--- The input Enclosed Below ---

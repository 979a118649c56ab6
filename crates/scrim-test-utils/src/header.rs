use scrim_core::{
    BodyType, BodyTypeRecord, Constants, GameHeader, Location, MapRecord, MatchHeader,
    SpawnedBodies, TeamRecord,
};

pub const TEAM_A: i32 = 1;
pub const TEAM_B: i32 = 2;

/// Hit points per level used by [`standard_game_header`].
pub fn standard_health(body_type: BodyType) -> [i32; 3] {
    match body_type {
        BodyType::Archon => [1000, 1100, 1200],
        BodyType::Laboratory => [100, 110, 120],
        BodyType::Watchtower => [150, 165, 180],
        BodyType::Miner => [40, 40, 40],
        BodyType::Builder => [30, 30, 30],
        BodyType::Soldier => [50, 50, 50],
        BodyType::Sage => [100, 100, 100],
    }
}

/// Two teams (ids 1 and 2), every body type, default constants
/// (growth every 20 rounds by 5).
pub fn standard_game_header() -> GameHeader {
    GameHeader {
        spec_version: Some("2022.0.0".into()),
        teams: vec![
            TeamRecord {
                team_id: TEAM_A,
                name: Some("alpha".into()),
                package_name: Some("alphaplayer".into()),
            },
            TeamRecord {
                team_id: TEAM_B,
                name: Some("bravo".into()),
                package_name: Some("bravoplayer".into()),
            },
        ],
        body_types: BodyType::ALL
            .into_iter()
            .map(|t| BodyTypeRecord {
                body_type: t as i32,
                build_cost_lead: [50, 300, 800],
                build_cost_gold: [0, 0, 0],
                action_cooldown: 10,
                movement_cooldown: 20,
                health: standard_health(t),
                damage: [3, 4, 5],
                action_radius_squared: 13,
                vision_radius_squared: 20,
                bytecode_limit: 10_000,
            })
            .collect(),
        constants: Constants::default(),
    }
}

/// Builds a [`MatchHeader`] for a `width × height` map with corners at
/// `(0, 0)` and `(width, height)`.
#[derive(Clone, Debug)]
pub struct HeaderBuilder {
    map: MapRecord,
    bodies: SpawnedBodies,
    max_rounds: i32,
}

impl HeaderBuilder {
    pub fn new(width: i32, height: i32) -> Self {
        Self {
            map: MapRecord {
                name: Some("testmap".into()),
                min_corner: Location::new(0, 0),
                max_corner: Location::new(width, height),
                ..MapRecord::default()
            },
            bodies: SpawnedBodies::default(),
            max_rounds: 2000,
        }
    }

    pub fn name(mut self, name: &str) -> Self {
        self.map.name = Some(name.into());
        self
    }

    pub fn origin(mut self, x: i32, y: i32) -> Self {
        let w = self.map.max_corner.x - self.map.min_corner.x;
        let h = self.map.max_corner.y - self.map.min_corner.y;
        self.map.min_corner = Location::new(x, y);
        self.map.max_corner = Location::new(x + w, y + h);
        self
    }

    pub fn rubble(mut self, rubble: Vec<i32>) -> Self {
        self.map.rubble = rubble;
        self
    }

    pub fn lead(mut self, lead: Vec<i32>) -> Self {
        self.map.lead = lead;
        self
    }

    pub fn seed(mut self, seed: i32) -> Self {
        self.map.random_seed = seed;
        self
    }

    pub fn symmetry(mut self, raw: i32) -> Self {
        self.map.symmetry = raw;
        self
    }

    pub fn anomaly(mut self, round: i32, raw_kind: i32) -> Self {
        self.map.anomaly_rounds.push(round);
        self.map.anomalies.push(raw_kind);
        self
    }

    pub fn body(mut self, id: i32, team: i32, body_type: BodyType, x: i32, y: i32) -> Self {
        self.bodies.ids.push(id);
        self.bodies.teams.push(team);
        self.bodies.types.push(body_type as i32);
        self.bodies.xs.push(x);
        self.bodies.ys.push(y);
        self
    }

    pub fn max_rounds(mut self, rounds: i32) -> Self {
        self.max_rounds = rounds;
        self
    }

    pub fn build(self) -> MatchHeader {
        let mut map = self.map;
        if !self.bodies.ids.is_empty() {
            map.bodies = Some(self.bodies);
        }
        MatchHeader {
            map,
            max_rounds: self.max_rounds,
        }
    }
}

--- End of Enclosed The input ---

▶ [Work item]
Transcribe only the trailing portion of the entries above: the line that contains "self.max_rounds = rounds;" and each line after it.

▶ [Result for this exercise]
        self.max_rounds = rounds;
        self
    }

    pub fn build(self) -> MatchHeader {
        let mut map = self.map;
        if !self.bodies.ids.is_empty() {
            map.bodies = Some(self.bodies);
        }
        MatchHeader {
            map,
            max_rounds: self.max_rounds,
        }
    }
}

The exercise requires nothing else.